- [Activity]: Using the records below, filter for lines that contain the string "Result" and copy them out.

BEGIN Data extract

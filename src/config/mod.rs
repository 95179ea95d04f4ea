//! Configuration management module for the sparse grid.
//!
//! Provides hierarchical configuration loading and validation with:
//! - Default values as code base
//! - Configuration file support
//! - Environment variable overrides
//! - Component-wise validation
mod neighbors;
use std::env;

pub use neighbors::*;

use config::Config;
use config::Environment;
use config::File;
use serde::Deserialize;
use serde::Serialize;
use tracing::debug;

use crate::constants::CONFIG_ENV_PREFIX;
use crate::constants::CONFIG_ENV_SEPARATOR;
use crate::constants::CONFIG_PATH_ENV;
use crate::Result;

/// Main configuration container for grid behavior
///
/// Combines all section configurations with hierarchical override support:
/// 1. Default values from code implementation
/// 2. Configuration file specified by `GRID_CONFIG_PATH`
/// 3. Environment variables (highest priority)
#[derive(Debug, Serialize, Deserialize, Clone, Default, PartialEq)]
pub struct GridConfig {
    /// Defaults for neighbor enumeration
    #[serde(default)]
    pub neighbors: NeighborConfig,
}

impl GridConfig {
    /// Loads configuration from hierarchical sources without validation.
    ///
    /// Configuration sources are merged in the following order (later sources override earlier):
    /// 1. Type defaults (lowest priority)
    /// 2. Configuration file from `GRID_CONFIG_PATH` environment variable (if set)
    /// 3. Environment variables with `GRID__` prefix (highest priority)
    ///
    /// # Note
    /// This method does NOT validate the configuration. Callers MUST call `validate()`
    /// before handing the configuration to a grid.
    ///
    /// # Examples
    /// ```ignore
    /// std::env::set_var("GRID__NEIGHBORS__DISTANCE", "2");
    /// let cfg = GridConfig::new()?.validate()?;
    /// ```
    pub fn new() -> Result<Self> {
        let mut builder = Config::builder().add_source(Config::try_from(&Self::default())?);

        if let Ok(config_path) = env::var(CONFIG_PATH_ENV) {
            debug!("loading grid config from {}", config_path);
            builder = builder.add_source(File::with_name(&config_path).required(true));
        }

        builder = builder.add_source(Self::environment());

        let config: Self = builder.build()?.try_deserialize()?;
        Ok(config)
    }

    /// Applies additional configuration overrides from file without validation.
    ///
    /// Merging order (later sources override earlier):
    /// 1. Current configuration values
    /// 2. New configuration file
    /// 3. Latest environment variables (highest priority)
    pub fn with_override_config(
        &self,
        path: &str,
    ) -> Result<Self> {
        debug!("applying grid config override from {}", path);
        let config: Self = Config::builder()
            .add_source(Config::try_from(self)?)
            .add_source(File::with_name(path))
            .add_source(Self::environment())
            .build()?
            .try_deserialize()?;
        Ok(config)
    }

    /// Validates configuration and returns validated instance.
    pub fn validate(self) -> Result<Self> {
        self.neighbors.validate()?;
        Ok(self)
    }

    fn environment() -> Environment {
        Environment::with_prefix(CONFIG_ENV_PREFIX)
            .separator(CONFIG_ENV_SEPARATOR)
            .ignore_empty(true)
            .try_parsing(true)
    }
}
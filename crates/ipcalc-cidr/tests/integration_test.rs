use ipcalc_cidr::{Cidr, SubnetReport};
use ipcalc_core::{AddressClass, IpCalcError};

#[test]
fn test_point_to_point_slash_30() {
    let cidr = Cidr::parse("91.124.230.205/30").expect("valid CIDR");
    let report = SubnetReport::from_cidr(&cidr);

    assert_eq!(report.address, "91.124.230.205");
    assert_eq!(report.network, "91.124.230.204");
    assert_eq!(report.broadcast, "91.124.230.207");
    assert_eq!(report.mask, "255.255.255.252");
    assert_eq!(report.host_count, 2);
}

#[test]
fn test_last_usable_is_broadcast_minus_one() {
    // Older calculators printed the first usable host twice for this block
    let cidr = Cidr::parse("91.124.230.205/30").expect("valid CIDR");

    let first = cidr.first_usable().expect("has hosts");
    let last = cidr.last_usable().expect("has hosts");
    assert_ne!(first, last);
    assert_eq!(last.to_string(), "91.124.230.206");
    assert_eq!(last.0, cidr.broadcast().0 - 1);
}

#[test]
fn test_private_class_c() {
    let cidr = Cidr::parse("192.168.1.1/24").expect("valid CIDR");

    assert_eq!(cidr.network().to_string(), "192.168.1.0");
    assert_eq!(cidr.broadcast().to_string(), "192.168.1.255");
    assert_eq!(cidr.address().class(), AddressClass::C);
    assert!(cidr.address().is_private());
}

#[test]
fn test_host_route_has_no_usable_hosts() {
    let cidr = Cidr::parse("8.8.8.8/32").expect("valid CIDR");

    assert_eq!(cidr.network().to_string(), "8.8.8.8");
    assert_eq!(cidr.broadcast().to_string(), "8.8.8.8");
    assert_eq!(cidr.host_count(), 0);
    assert_eq!(cidr.usable_range(), None);
}

#[test]
fn test_out_of_range_octet_is_invalid_input() {
    let err = Cidr::parse("300.1.1.1/24").unwrap_err();
    assert!(matches!(err, IpCalcError::InvalidInput(_)));
}

#[test]
fn test_out_of_range_prefix_is_invalid_input() {
    let err = Cidr::parse("10.0.0.1/33").unwrap_err();
    assert!(matches!(err, IpCalcError::InvalidInput(_)));
}

#[test]
fn test_malformed_inputs_are_invalid_input() {
    let inputs = [
        "",
        "10.0.0.1",
        "10.0.0/8",
        "10.0.0.0.1/8",
        "ten.0.0.1/8",
        "10.0.0.1/eight",
        "10.0.0.1/8/8",
        "10.0.0.-1/8",
    ];

    for input in inputs {
        let err = Cidr::parse(input).unwrap_err();
        assert!(
            matches!(err, IpCalcError::InvalidInput(_)),
            "{:?} should be rejected",
            input
        );
    }
}

#[test]
fn test_class_is_independent_of_prefix() {
    for prefix in [0, 8, 16, 24, 32] {
        let cidr = Cidr::new("172.16.5.4".parse().unwrap(), prefix).unwrap();
        assert_eq!(cidr.address().class(), AddressClass::B);
    }
}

END Data extract

- [Exercise answer]:
use crate::Result;
    pub fn new() -> Result<Self> {
    ) -> Result<Self> {
    pub fn validate(self) -> Result<Self> {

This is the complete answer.